# Bilge Pump placement



## pymybob (Apr 20, 2015)

I'm going to be placing a bilge pump in my Sea Nymph 14R and I I think I know where I'm placing it but would like to hear opinions on my placement. I'm thinking of putting it here:





Good? Bad? Any thoughts?


----------



## Johnny (Apr 20, 2015)

perfect


----------



## RivRunR (Apr 22, 2015)

Looks good, but I raised mine off the deck about 1/2" so it wouldn't be as prone to sucking in dirt, etc.


----------



## muskiemike12 (Apr 22, 2015)

I did the same as rivrunr and attached mine to the transom support using a small piece of aluminum angle.


----------



## onthewater102 (Apr 22, 2015)

Might want to put it on the other side of the transom support - yes it will be set a smidge higher, but it will have the transom support to protect it should the gas tank shift around while trailering the boat.


----------



## pymybob (Apr 22, 2015)

I like the idea of raising it a bit and good call on the gas tank.
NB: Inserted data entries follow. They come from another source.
//! 单张图片处理流程 - 流程层
//!
//! 状态机：`idle -> processing -> done | error`，`error -> processing` 即重试，`done` 为终态
//!
//! 流程顺序：
//! 1. 原子地检查并进入 processing（同时清除旧的错误信息）
//! 2. 调用图片编辑服务
//! 3. 写回 done / error

use std::sync::Arc;
use tracing::{debug, info, warn};

use crate::infrastructure::SharedStore;
use crate::models::{ItemId, ItemStatus};
use crate::services::ImageEditor;

/// 服务没有给出错误描述时展示的信息
pub const FALLBACK_ERROR_MESSAGE: &str = "Connection failed";

/// 单张图片的处理结果
#[derive(Debug, Clone, PartialEq, Eq)]
pub enum ProcessResult {
    /// 处理成功
    Done,
    /// 处理失败，附带展示给用户的错误信息
    Failed(String),
    /// 未处理（不存在、正在处理或已完成）
    Skipped,
}

/// 单张图片处理流程
///
/// - 不持有图片，只通过 `SharedStore` 读写状态
/// - 对同一张图片的重复调用是幂等的：正在处理时直接跳过
pub struct ItemFlow {
    store: SharedStore,
    editor: Arc<dyn ImageEditor>,
}

impl ItemFlow {
    pub fn new(store: SharedStore, editor: Arc<dyn ImageEditor>) -> Self {
        Self { store, editor }
    }

    pub fn store(&self) -> &SharedStore {
        &self.store
    }

    /// 处理一张图片，同时也是重试的单位
    pub async fn run(&self, id: &ItemId) -> ProcessResult {
        let Some(item) = self.store.begin_processing(id) else {
            debug!("图片 {} 不可处理，跳过", id);
            return ProcessResult::Skipped;
        };

        let mode = item.mode();
        info!("[{}] 🔄 正在处理 {}", mode, item.source_file.name);

        let outcome = self
            .editor
            .edit(&item.encoded_payload, &item.source_file.mime_type, mode)
            .await;

        let (status, result) = match outcome {
            Ok(url) => {
                info!("[{}] ✓ 处理完成 {}", mode, item.source_file.name);
                (
                    ItemStatus::Done {
                        result: Arc::from(url),
                    },
                    ProcessResult::Done,
                )
            }
            Err(e) => {
                let mut message = e.to_string();
                if message.trim().is_empty() {
                    message = FALLBACK_ERROR_MESSAGE.to_string();
                }
                warn!("[{}] ❌ 处理失败 {}: {}", mode, item.source_file.name, message);
                (ItemStatus::Error { message: message.clone() }, ProcessResult::Failed(message))
            }
        };

        if !self.store.finish(id, status) {
            debug!("图片 {} 在处理期间已被删除，结果丢弃", id);
        }

        result
    }
}

#[cfg(test)]
mod tests {
    use super::*;
    use crate::error::EditError;
    use crate::models::ToolMode;
    use crate::services::ingest_into;
    use crate::testing::{image, ScriptedEditor, CLEAN_PNG};
    use tokio::sync::Semaphore;

    async fn setup(editor: ScriptedEditor) -> (ItemFlow, Arc<ScriptedEditor>, ItemId) {
        let store = SharedStore::new();
        let summary = ingest_into(&store, vec![image("a.png")], ToolMode::Logo).await;
        let editor = Arc::new(editor);
        let flow = ItemFlow::new(store, editor.clone());
        (flow, editor, summary.added[0].clone())
    }

    #[tokio::test]
    async fn test_success_sets_result() {
        let (flow, editor, id) = setup(ScriptedEditor::new()).await;

        assert_eq!(flow.run(&id).await, ProcessResult::Done);

        let item = flow.store().get(&id).unwrap();
        assert_eq!(item.processed_url(), Some(CLEAN_PNG));
        assert!(item.error_message().is_none());
        assert_eq!(editor.calls(), 1);
    }

    #[tokio::test]
    async fn test_failure_sets_message() {
        let editor = ScriptedEditor::with_script(vec![Err(EditError::NoCandidates)]);
        let (flow, _, id) = setup(editor).await;

        let result = flow.run(&id).await;
        assert_eq!(
            result,
            ProcessResult::Failed("No candidates returned from Gemini".to_string())
        );

        let item = flow.store().get(&id).unwrap();
        assert_eq!(item.error_message(), Some("No candidates returned from Gemini"));
        assert!(item.processed_url().is_none());
    }

    #[tokio::test]
    async fn test_empty_error_falls_back() {
        let editor = ScriptedEditor::with_script(vec![Err(EditError::Other(String::new()))]);
        let (flow, _, id) = setup(editor).await;

        flow.run(&id).await;
        let item = flow.store().get(&id).unwrap();
        assert_eq!(item.error_message(), Some(FALLBACK_ERROR_MESSAGE));
    }

    #[tokio::test]
    async fn test_done_item_is_not_reprocessed() {
        let (flow, editor, id) = setup(ScriptedEditor::new()).await;

        flow.run(&id).await;
        assert_eq!(flow.run(&id).await, ProcessResult::Skipped);
        assert_eq!(editor.calls(), 1);
    }

    #[tokio::test]
    async fn test_missing_item_is_skipped() {
        let (flow, editor, _) = setup(ScriptedEditor::new()).await;
        assert_eq!(flow.run(&ItemId::from("ghost")).await, ProcessResult::Skipped);
        assert_eq!(editor.calls(), 0);
    }

    #[tokio::test]
    async fn test_duplicate_call_while_processing_is_noop() {
        let gate = Arc::new(Semaphore::new(0));
        let (flow, editor, id) = setup(ScriptedEditor::new().gated(gate.clone())).await;
        let flow = Arc::new(flow);

        let first = {
            let flow = flow.clone();
            let id = id.clone();
            tokio::spawn(async move { flow.run(&id).await })
        };
        while !flow.store().get(&id).unwrap().status.is_processing() {
            tokio::task::yield_now().await;
        }

        assert_eq!(flow.run(&id).await, ProcessResult::Skipped);

        gate.add_permits(1);
        assert_eq!(first.await.unwrap(), ProcessResult::Done);
        assert_eq!(editor.calls(), 1);
    }

    #[tokio::test]
    async fn test_removed_while_processing_discards_result() {
        let gate = Arc::new(Semaphore::new(0));
        let (flow, _, id) = setup(ScriptedEditor::new().gated(gate.clone())).await;
        let flow = Arc::new(flow);

        let task = {
            let flow = flow.clone();
            let id = id.clone();
            tokio::spawn(async move { flow.run(&id).await })
        };
        while !flow.store().get(&id).unwrap().status.is_processing() {
            tokio::task::yield_now().await;
        }

        flow.store().clear(ToolMode::Logo);
        gate.add_permits(1);
        task.await.unwrap();

        assert!(flow.store().get(&id).is_none());
    }
}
I plan on having storage on either side of each transom support. Decisions, decisions. Thanks for the input everyone!


----------



## JMichael (Apr 23, 2015)

I'd put it where it had a little clearance on all sides (at least enough to get your fingers in to) in order to be able clean out any leaves or other debris that gets in there.


----------



## rickybobbybend (Apr 25, 2015)

Mike makes a good point on access. Cleaning away debris is important; plus pumps don't last forever and will need to be replaced eventually.


----------



## lugoismad (Apr 30, 2015)

Hey!!!! We have the same boat!!! 

Boat Buddies!!! :mrgreen: 

I put mine on the other side of that rib, because between the two ribs and in front of the drain hole is where I put my fuel cell.


----------



## lugoismad (Apr 30, 2015)

I took some pics for you on how I set mine up.












I plan on painting the bilge area with truck bed liner after I've used it a few times and its gotten rinsed out. The boat sat with leaves rotting in it for years, and the bottom is kinda gungy. waiting until after I take it out a few times and it gets rinsed out well before I paint it.


----------